The New York Times reported in 2023:
…in places like Tucson, Ariz.; Columbus, Ohio; and Providence, R.I. — a single private equity firm owned more than 30 percent of practices in a given specialty in 2021. In 13 percent of the markets, the firms owned groups employing more than half the local specialists.
Private equity strategy is to focus on cost-cutting measures to boost short-term profitability which inevitably lead to increases in patient costs, poor customer service, cost cutting and layoffs.
My recent diagnosis of Crohn’s disease requires frequent biologic treatments and consultation with a gastroenterologist.
Gastroenterology is the perfect example of the cost to patients when private equity gets takes over healthcare.
The Biden administration has recently taken some tiny, tiny baby steps in trying to control private equity practices.
There is no doubt that a Trump administration would be a green light to private equity expansion.
Locally, Chicago’s Ascension facilities are terminating more than 110 doctors and other providers at its Chicago-area hospitals, turning them over to a private equity-backed firm, SCP Health.
By June 1, Atlanta-based health care staffing firm SCP Health will take over all Ascension Illinois “hospitalist” employees — medical directors, doctors, physicians assistants, nurse practitioners and other providers who care for patients during a hospital stay.
Terminated Ascension hospitalists have been told to reapply for their jobs at SCP Health but will see their pay cut by $15K to $35K a year.
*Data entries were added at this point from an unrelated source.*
//! Random initial grids, tile values and spawn positions.

use super::super::direction::Direction;
use super::super::error::{GridError, RuleError};
use super::super::grid::Grid;
use super::super::source::TileSource;
use super::super::types::TilePosition;
use tracing::{debug, instrument};

/// Number of equally likely outcomes behind [`next_tile_value`].
pub const TILE_VALUE_OUTCOMES: usize = 10;

/// Values a new tile can take.
pub const SPAWN_VALUES: [u32; 4] = [1, 2, 3, 6];

/// Creates a `size` x `size` grid holding a 1 and a 2 on two distinct cells.
///
/// Cells are numbered row by row. The 1 goes to a uniformly chosen cell;
/// the 2 goes to a uniformly chosen cell among the remaining ones, so
/// every unordered pair is equally likely.
///
/// # Errors
///
/// Returns [`GridError::InvalidSize`] when the grid has fewer than two cells.
#[instrument(skip(source))]
pub fn initialize_grid<S>(size: usize, source: &mut S) -> Result<Grid, RuleError>
where
    S: TileSource + ?Sized,
{
    let mut grid = Grid::new(size)?;
    let cell_count = size * size;
    if cell_count < 2 {
        return Err(GridError::InvalidSize(size).into());
    }

    let first = source.next_below(cell_count);
    let mut second = source.next_below(cell_count - 1);
    if second >= first {
        second += 1;
    }

    grid.set(first / size, first % size, 1)?;
    grid.set(second / size, second % size, 2)?;
    debug!(first, second, "Initial tiles placed");
    Ok(grid)
}

/// Draws the value of the next tile.
///
/// 1 and 2 each come up 40% of the time, 3 and 6 each 10%.
#[instrument(skip(source))]
pub fn next_tile_value<S>(source: &mut S) -> u32
where
    S: TileSource + ?Sized,
{
    match source.next_below(TILE_VALUE_OUTCOMES) {
        0..=3 => 1,
        4..=7 => 2,
        8 => 3,
        _ => 6,
    }
}

/// Chooses where the next tile appears after shifting in `last_direction`.
///
/// Tiles appear on the edge opposite the shift: the rightmost column after
/// a left shift, the bottom row after an up shift, and so on. One of the
/// empty cells on that edge is chosen uniformly. The returned position
/// carries value 0. Returns `Ok(None)` when no shift direction is given.
///
/// # Errors
///
/// Returns [`RuleError::NoEmptyEdgeCell`] when every cell on the edge is
/// occupied.
#[instrument(skip(grid, source), fields(size = grid.size()))]
pub fn next_tile_position<S>(
    grid: &Grid,
    source: &mut S,
    last_direction: Option<Direction>,
) -> Result<Option<TilePosition>, RuleError>
where
    S: TileSource + ?Sized,
{
    let Some(direction) = last_direction else {
        return Ok(None);
    };

    let empty: Vec<_> = grid
        .spawn_edge(direction)
        .into_iter()
        .filter(|&cell| grid.is_empty_at(cell))
        .collect();
    if empty.is_empty() {
        return Err(RuleError::NoEmptyEdgeCell(direction));
    }

    let cell = empty[source.next_below(empty.len())];
    debug!(row = cell.row, col = cell.col, candidates = empty.len(), "Spawn cell chosen");
    Ok(Some(TilePosition::new(cell.row, cell.col, 0)))
}

#[cfg(test)]
mod tests {
    use super::*;
    use crate::source::ScriptedSource;

    #[test]
    fn test_initialize_places_one_and_two() {
        let mut source = ScriptedSource::new([0, 0]);
        let grid = initialize_grid(4, &mut source).unwrap();
        assert_eq!(grid.get(0, 0), Some(1));
        assert_eq!(grid.get(0, 1), Some(2));
        assert_eq!(grid.occupied(), 2);
    }

    #[test]
    fn test_initialize_remaps_second_cell() {
        // first = 5 -> (1, 1); second = 4 stays below first -> (1, 0)
        let mut source = ScriptedSource::new([5, 4]);
        let grid = initialize_grid(4, &mut source).unwrap();
        assert_eq!(grid.get(1, 1), Some(1));
        assert_eq!(grid.get(1, 0), Some(2));

        // second = 14 is at or past first -> 15 -> (3, 3)
        let mut source = ScriptedSource::new([5, 14]);
        let grid = initialize_grid(4, &mut source).unwrap();
        assert_eq!(grid.get(3, 3), Some(2));
    }

    #[test]
    fn test_initialize_rejects_single_cell() {
        let mut source = ScriptedSource::default();
        assert_eq!(
            initialize_grid(1, &mut source),
            Err(RuleError::Grid(GridError::InvalidSize(1)))
        );
    }

    #[test]
    fn test_tile_value_distribution() {
        let mut source = ScriptedSource::new(0..TILE_VALUE_OUTCOMES);
        let values: Vec<_> = (0..TILE_VALUE_OUTCOMES)
            .map(|_| next_tile_value(&mut source))
            .collect();
        assert_eq!(values, vec![1, 1, 1, 1, 2, 2, 2, 2, 3, 6]);
    }

    #[test]
    fn test_position_without_direction() {
        let grid = Grid::new(4).unwrap();
        let mut source = ScriptedSource::default();
        assert_eq!(next_tile_position(&grid, &mut source, None), Ok(None));
        assert_eq!(source.drawn(), 0);
    }

    #[test]
    fn test_position_skips_occupied_edge_cells() {
        let grid = Grid::from_rows(vec![
            vec![0, 0, 0, 3],
            vec![0, 0, 0, 0],
            vec![0, 0, 0, 1],
            vec![0, 0, 0, 0],
        ])
        .unwrap();
        // Empty right-edge cells are rows 1 and 3; draw 1 picks row 3.
        let mut source = ScriptedSource::new([1]);
        let pos = next_tile_position(&grid, &mut source, Some(Direction::Left)).unwrap();
        assert_eq!(pos, Some(TilePosition::new(3, 3, 0)));
    }

    #[test]
    fn test_position_on_each_edge() {
        let grid = Grid::new(3).unwrap();
        let cases = [
            (Direction::Left, TilePosition::new(0, 2, 0)),
            (Direction::Right, TilePosition::new(0, 0, 0)),
            (Direction::Up, TilePosition::new(2, 0, 0)),
            (Direction::Down, TilePosition::new(0, 0, 0)),
        ];
        for (direction, expected) in cases {
            let mut source = ScriptedSource::new([0]);
            let pos = next_tile_position(&grid, &mut source, Some(direction)).unwrap();
            assert_eq!(pos, Some(expected), "{direction}");
        }
    }

    #[test]
    fn test_position_full_edge_is_error() {
        let grid = Grid::from_rows(vec![vec![0, 1], vec![0, 2]]).unwrap();
        let mut source = ScriptedSource::default();
        assert_eq!(
            next_tile_position(&grid, &mut source, Some(Direction::Left)),
            Err(RuleError::NoEmptyEdgeCell(Direction::Left))
        );
    }
}
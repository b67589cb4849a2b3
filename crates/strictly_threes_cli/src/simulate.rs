//! Random self-play.

use crate::config::ThreesConfig;
use rand::rngs::StdRng;
use rand::{Rng, SeedableRng};
use serde::Serialize;
use strictly_threes::{Board, BoardError, Grid, RuleError};
use tracing::{debug, info, instrument};

/// Why a simulation stopped.
#[derive(Debug, Clone, Copy, PartialEq, Eq, Serialize, derive_more::Display)]
#[serde(rename_all = "snake_case")]
pub enum StopReason {
    /// No direction moves any tile.
    #[display("no direction moves any tile")]
    NoMoves,
    /// The spawn edge was full, so the last shift was undone.
    #[display("spawn edge full")]
    EdgeFull,
    /// The configured turn limit was reached.
    #[display("turn limit reached")]
    TurnLimit,
}

/// Result of a simulated game.
#[derive(Debug, Clone, Serialize)]
pub struct SimulationSummary {
    /// Seed the game was played with.
    pub seed: u64,
    /// Committed turns.
    pub turns: usize,
    /// Final score.
    pub score: u64,
    /// Largest tile on the final grid.
    pub max_tile: u32,
    /// Tile the next commit would have placed.
    pub next_tile: u32,
    /// Why play stopped.
    pub stop_reason: StopReason,
    /// Final grid.
    pub grid: Grid,
}

impl std::fmt::Display for SimulationSummary {
    fn fmt(&self, f: &mut std::fmt::Formatter<'_>) -> std::fmt::Result {
        writeln!(f, "seed {}: stopped after {} turns ({})", self.seed, self.turns, self.stop_reason)?;
        writeln!(f, "{}", self.grid)?;
        write!(
            f,
            "score: {}  max tile: {}  next: {}",
            self.score, self.max_tile, self.next_tile
        )
    }
}

/// Plays uniformly random available directions, committing after each shift.
///
/// Without a configured seed one is drawn and reported in the summary, so
/// every run can be reproduced.
#[instrument(skip(config), fields(size = config.size(), max_turns = config.max_turns()))]
pub fn simulate(config: &ThreesConfig) -> Result<SimulationSummary, BoardError> {
    let seed = config.seed().unwrap_or_else(rand::random);
    let mut board = Board::seeded(*config.size(), seed)?;
    // Directions draw from their own generator; tiles come from the board's source
    let mut rng = StdRng::seed_from_u64(seed.wrapping_add(1));

    let mut turns = 0;
    let stop_reason = loop {
        if turns >= *config.max_turns() {
            break StopReason::TurnLimit;
        }
        let directions = board.available_directions();
        if directions.is_empty() {
            break StopReason::NoMoves;
        }
        let direction = directions[rng.random_range(0..directions.len())];
        board.shift(direction)?;
        match board.commit_new_tile() {
            Ok(tile) => {
                debug!(turn = turns, %direction, ?tile, "Turn played");
                turns += 1;
            }
            Err(BoardError::Rule(RuleError::NoEmptyEdgeCell(_))) => {
                board.undo();
                break StopReason::EdgeFull;
            }
            Err(err) => return Err(err),
        }
    };

    info!(seed, turns, score = board.score(), %stop_reason, "Simulation finished");
    Ok(SimulationSummary {
        seed,
        turns,
        score: board.score(),
        max_tile: board.max_tile(),
        next_tile: board.next_tile_value(),
        stop_reason,
        grid: board.grid().clone(),
    })
}

#[cfg(test)]
mod tests {
    use super::*;
    use strictly_threes::rules::total_score;

    fn config(size: usize, seed: u64, max_turns: usize) -> ThreesConfig {
        ThreesConfig::default().with_overrides(Some(size), Some(seed), Some(max_turns))
    }

    #[test]
    fn test_same_seed_same_summary() {
        let first = simulate(&config(4, 12, 50)).unwrap();
        let second = simulate(&config(4, 12, 50)).unwrap();
        assert_eq!(first.grid, second.grid);
        assert_eq!(first.score, second.score);
        assert_eq!(first.turns, second.turns);
    }

    #[test]
    fn test_zero_turn_limit() {
        let summary = simulate(&config(4, 1, 0)).unwrap();
        assert_eq!(summary.turns, 0);
        assert_eq!(summary.stop_reason, StopReason::TurnLimit);
        assert_eq!(summary.grid.occupied(), 2);
    }

    #[test]
    fn test_summary_is_consistent() {
        let summary = simulate(&config(3, 8, 200)).unwrap();
        assert!(summary.turns <= 200);
        assert!(summary.grid.occupied() >= 2);
        assert_eq!(total_score(&summary.grid), Ok(summary.score));
        assert_eq!(summary.grid.max_tile(), summary.max_tile);
        if summary.stop_reason == StopReason::NoMoves {
            assert_eq!(summary.grid.occupied(), 9);
        }
    }

    #[test]
    fn test_invalid_size_is_error() {
        assert!(simulate(&config(0, 1, 10)).is_err());
    }

    #[test]
    fn test_json_summary() {
        let summary = simulate(&config(4, 2, 5)).unwrap();
        let json: serde_json::Value = serde_json::to_value(&summary).unwrap();
        assert_eq!(json["seed"], 2);
        assert_eq!(json["turns"], 5);
        assert_eq!(json["stop_reason"], "turn_limit");
        assert_eq!(json["grid"].as_array().map(Vec::len), Some(4));
    }
}
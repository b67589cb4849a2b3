//! Merge eligibility for adjacent tiles.

use tracing::instrument;

/// Returns the value produced by merging `a` and `b`, or 0 if they cannot merge.
///
/// A 1 merges only with a 2. Values of 3 and above merge only with an
/// equal value. A merge always produces `a + b`; pairs whose sum does not
/// fit in a tile never merge.
#[instrument(level = "trace")]
pub fn merge_values(a: u32, b: u32) -> u32 {
    let Some(sum) = a.checked_add(b) else {
        return 0;
    };
    if (a > 0 && b > 0 && sum == 3) || (a >= 3 && a == b) {
        sum
    } else {
        0
    }
}
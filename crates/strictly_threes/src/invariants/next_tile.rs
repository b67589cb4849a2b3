//! Next tile invariant: the previewed tile is a spawnable value.

use super::super::rules::spawn::SPAWN_VALUES;
use super::super::state::BoardState;
use super::Invariant;

/// Invariant: the previewed next tile is 1, 2, 3 or 6.
pub struct NextTileInvariant;

impl Invariant<BoardState> for NextTileInvariant {
    fn holds(state: &BoardState) -> bool {
        SPAWN_VALUES.contains(&state.next_tile())
    }

    fn description() -> &'static str {
        "Next tile is one of 1, 2, 3, 6"
    }
}
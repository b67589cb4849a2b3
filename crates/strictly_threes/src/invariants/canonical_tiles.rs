//! Canonical tiles invariant: every tile is a value the game can produce.

use super::super::rules::score_for_value;
use super::super::state::BoardState;
use super::Invariant;

/// Invariant: every cell is 0, 1, 2, or 3 doubled some number of times.
pub struct CanonicalTilesInvariant;

impl Invariant<BoardState> for CanonicalTilesInvariant {
    fn holds(state: &BoardState) -> bool {
        state
            .grid()
            .cells()
            .iter()
            .all(|&value| score_for_value(value).is_ok())
    }

    fn description() -> &'static str {
        "Every tile is 0, 1, 2, or 3 doubled n times"
    }
}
The out-sourced hospitalists - healthcare providers who work solely at a hospital - will also see increased patient load and other cost cutting policies demanded by the private equity owners who are only concerned with increasing the bottom line.
Chicago-area hospitalists at Ascension, which is part of a national Catholic health system, were first notified of the outsourcing to SCP in a January 29th meeting.
The meeting began with a prayer but ended with news that they would be fired.
Crain’s reports:
Other Ascension hospitals that outsource staff to third-party firms have seen labor strife in recent months. Last year, emergency department workers at Ascension St. John Hospital in Detroit and employed by Knoxville, Tenn.-based TeamHealth voted to form a union following complaints of chronic understaffing that was hurting patient care. Earlier this month, the same workers threatened to strike over understaffing.